Exercise: Tally the lines below that contain the word "crate". Only the number should be returned.

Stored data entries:
use anyhow::{Context, Result};
use waymeet::storage::MemoryStorage;
use waymeet::{App, WaymeetConfig, tour};

use crate::context::Device;
use crate::examples::ExampleGroup;
use crate::output::OutputManager;
use crate::views::TourReport;

pub const EXAMPLES: &[ExampleGroup] = &[ExampleGroup {
    title: "Walkthrough",
    commands: &[
        "waymeet tour                 # Run a first session end to end",
        "waymeet tour --output json   # Same, as JSON",
    ],
}];

/// Runs against throwaway memory storage so the stored session is untouched.
pub async fn handle_tour(device: Device, output: &OutputManager) -> Result<()> {
    let config = waymeet::ConfigContext::find()
        .map(|ctx| ctx.config)
        .unwrap_or_else(|err| {
            log::warn!("ignoring config: {err}");
            WaymeetConfig::default()
        });
    let mut app = App::from_config(MemoryStorage::new(), device, &config);

    output.heading("WayMeet tour");
    output.progress("Walking through a first session");
    let steps = tour::run(&mut app).await.context("Tour stopped early")?;
    output.clear_line();

    output.display(&TourReport(steps))
}
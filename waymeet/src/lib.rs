//! WayMeet client core: session, event feed, group chat and location state for
//! an event-discovery app, backed by a mock catalogue and a small key-value
//! store for the persisted session.

extern crate self as waymeet;

pub mod app;
pub mod config;
pub mod errors;
pub mod format;
pub mod id;
pub mod keys;
pub mod latency;
pub mod location;
pub mod mock;
pub mod patch;
pub mod storage;
pub mod stores;
pub mod tour;
pub mod types;
pub mod validators;

pub use app::{App, Attendance, Gate};
pub use config::{ConfigContext, StorageBackend, WaymeetConfig};
pub use errors::{StoreError, StoreResult, ValidationError, ValidationIssue};
pub use latency::{Latency, Operation};
pub use location::{DEFAULT_LOCATION, DeniedProvider, FixedProvider, LocationProvider, LocationService};
pub use patch::Patch;
pub use storage::{AnyStorage, FileStorage, KeyValueStorage, MemoryStorage, RedisStorage};
pub use stores::{ChatStore, EventsStore, UiStore, UserStore};
pub use types::{
    AuthStatus, Category, ChatMessage, Event, ExploreTab, FilterState, FilterStatePatch, Itinerary, NewEvent, Place,
    SocialProvider, User, UserLocation, UserPatch,
};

Response box: 5